An open letter to the judge of the District Court of Ansbach
Our hearts ache and there is no consolation. Our 1 ½–year-old son was swept away from us by the police and the Jugendamt (Youth Office) on September 5, 2013. What a shock… The day before everything was lovely and we had no way to expect a criminal intervention in the early morning of the next day.
Now a year has passed and Jonathan is still not in his natural environment with us, his parents! We got married in April 2011 and in January 2012, Jonathan, our first child, was born. We are a young family and will have more children than just one. We do not understand why our family will be ruined in this way?
We love and appreciate our first child very much and have always done our best for him. This child was born to us and we believe that God has entrusted him to us parents. This natural law is also protected by the German constitution. Jonathan has the right to his family and to be educated by his parents. He does not have to grow up in foster care and state institutions yet. It is the heaviest government intervention in a family, to separate children from their parents. What are the serious reasons that they proceed against us for?
It is so painful and devastating to separate children from their parents and it is not in the best interest of the child welfare of our son, that he is kept separate from us. My son tried to suppress the pain of separation with food and toys, but he feels hurt in his confidence. To explain to a 1 ½-year-old that a judge ruled that he had to be torn away from us is very difficult. The only thing he remembers is that he is allowed to see his father only once a week and is then swept away by the foster mother again. Every time he weeps bitterly and his confidence is increasingly disturbed. Foster parents can never replace the natural parents and the care they give — which the children love.

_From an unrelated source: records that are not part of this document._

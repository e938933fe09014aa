//! Billing cycle types.

use crate::ids::{BillingCycleId, LicenseId};
use chrono::{DateTime, Utc};
use serde::{Deserialize, Serialize};

/// Number of seconds covered by the inclusive interval `[start, end]`.
///
/// Consecutive segments end one second before the next begins, so a cycle
/// `[1000, 1999]` lasts 1000 seconds. `None` when the span does not fit in
/// an `i64`.
pub fn inclusive_duration(start: i64, end: i64) -> Option<i64> {
    end.checked_sub(start)?.checked_add(1)
}

/// Reconciliation period with inclusive Unix-second bounds.
#[derive(Debug, Clone, Copy, PartialEq, Eq, Hash, Serialize, Deserialize)]
pub struct BillingCycle {
    pub id: BillingCycleId,
    pub license_id: LicenseId,
    pub start: i64,
    pub end: i64,
}

impl BillingCycle {
    pub fn new(license_id: LicenseId, start: i64, end: i64) -> Self {
        Self {
            id: BillingCycleId::new(),
            license_id,
            start,
            end,
        }
    }

    pub fn duration(&self) -> Option<i64> {
        inclusive_duration(self.start, self.end)
    }

    pub fn contains(&self, timestamp: i64) -> bool {
        self.start <= timestamp && timestamp <= self.end
    }

    pub fn overlaps(&self, start: i64, end: i64) -> bool {
        start <= self.end && end >= self.start
    }

    pub fn starts_at(&self) -> Option<DateTime<Utc>> {
        DateTime::from_timestamp(self.start, 0)
    }

    pub fn ends_at(&self) -> Option<DateTime<Utc>> {
        DateTime::from_timestamp(self.end, 0)
    }
}

#[cfg(test)]
mod tests {
    use super::*;

    #[test]
    fn test_inclusive_duration() {
        assert_eq!(inclusive_duration(1000, 1999), Some(1000));
        assert_eq!(inclusive_duration(5, 5), Some(1));
    }

    #[test]
    fn test_inclusive_duration_overflow() {
        assert_eq!(inclusive_duration(i64::MIN, i64::MAX), None);
        assert_eq!(inclusive_duration(0, i64::MAX), None);
        assert_eq!(inclusive_duration(1, i64::MAX), Some(i64::MAX));
    }

    #[test]
    fn test_cycle_bounds_are_inclusive() {
        let cycle = BillingCycle::new(LicenseId::new(), 1000, 2999);
        assert!(cycle.contains(1000));
        assert!(cycle.contains(2999));
        assert!(!cycle.contains(3000));
        assert!(cycle.overlaps(2999, 4000));
        assert!(!cycle.overlaps(3000, 4000));
        assert_eq!(cycle.duration(), Some(2000));
    }
}
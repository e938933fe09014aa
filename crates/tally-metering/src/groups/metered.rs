//! Metered consumption (API calls, build minutes, storage units).

use crate::group::{UsageGroup, UsageGroupBase};
use async_trait::async_trait;
use std::collections::HashMap;
use tally_core::Result;
use tally_core::cycle::BillingCycle;
use tally_core::ids::RevisionId;
use tally_core::usage::UsageRecord;

/// Usage accumulates; each revision's free allowance is consumed by that
/// revision's records in chronological order.
pub struct MeteredUsageGroup {
    base: UsageGroupBase,
}

impl MeteredUsageGroup {
    pub const KIND: &'static str = "metered";

    pub fn new(base: UsageGroupBase) -> Self {
        Self { base }
    }

    pub fn boxed(base: UsageGroupBase) -> Box<dyn UsageGroup> {
        Box::new(Self::new(base))
    }
}

#[async_trait]
impl UsageGroup for MeteredUsageGroup {
    fn base(&self) -> &UsageGroupBase {
        &self.base
    }

    fn kind(&self) -> &'static str {
        Self::KIND
    }

    async fn chargeable_usage(&self, cycle: &BillingCycle) -> Result<Vec<UsageRecord>> {
        let history = self.usage_history(cycle).await?;
        let free = self.free_quantities(cycle).await?;

        let mut remaining: HashMap<RevisionId, u64> = free
            .iter()
            .map(|(revision_id, window)| (*revision_id, window.quantity))
            .collect();

        let mut chargeable = Vec::with_capacity(history.len());
        for mut record in history {
            let allowance = remaining.entry(record.revision_id).or_insert(0);
            if *allowance >= record.quantity {
                *allowance -= record.quantity;
                continue;
            }
            record.quantity -= *allowance;
            *allowance = 0;
            chargeable.push(record);
        }

        Ok(chargeable)
    }
}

That is Jonathan’s Wish — to be with his Parents! ! !
A true story…
Date: August 18, 2014, Time: 10:00 clock in the morning
This morning I again saw Jonathan after a week and he was very happy. I had bathed him and we had a great time together. After about 2 hours I had to say goodbye again. Jonathan asked for a candy, which I had in my car. I carried him to the car and gave him a piece of candy. He was very happy and I thought that saying goodbye would go smoothly.
He stood on the porch and I told him that I must go home again. As he ran down the stairs (only in socks) and clung to me, I picked him up and tried to distract and calm so that he can see me and his father tomorrow morning. I explained to him that he must ask the judge if he wants to be with me. But all this was unsuccessful.
He shouted: “I want to ride after Wörnitz. Take me to Abba!” The foster mother tried to distract him and told him that she will also drive the car with him later. But Jonathan wanted to be with me. I walked slowly to the car, but Jonathan ran after me in socks and clung weeping to me.
He cried bitterly: “Take me home to Abba! I want to go with YOU!“ I said I could drive around the block with him and drop him off at the house again. But he did not like that. “No, take me to Abba,” was his reply.
After much back and forth I brought him into the house to clean his nose and wipe his tears. Then I tried to sneak out of the house again. But Jonathan shouted: “I want to go with you!”
The foster mother pulled him away from me and ran into the living room.
I then drove home.
Does not the Basic Law Art. 6 GG say that the family shall enjoy the special protection of the state, and that the rights of the child and parents should be protected? Does it not command that we are to be supported in our role as parents? Even if there are concerns about our educational ability, can not these problems be addressed by milder means?
Would not it be possible that the Jugendamt regularly visit our family in order to make sure of our education and the welfare of our son — as they did before taking our son away and putting him into foster care?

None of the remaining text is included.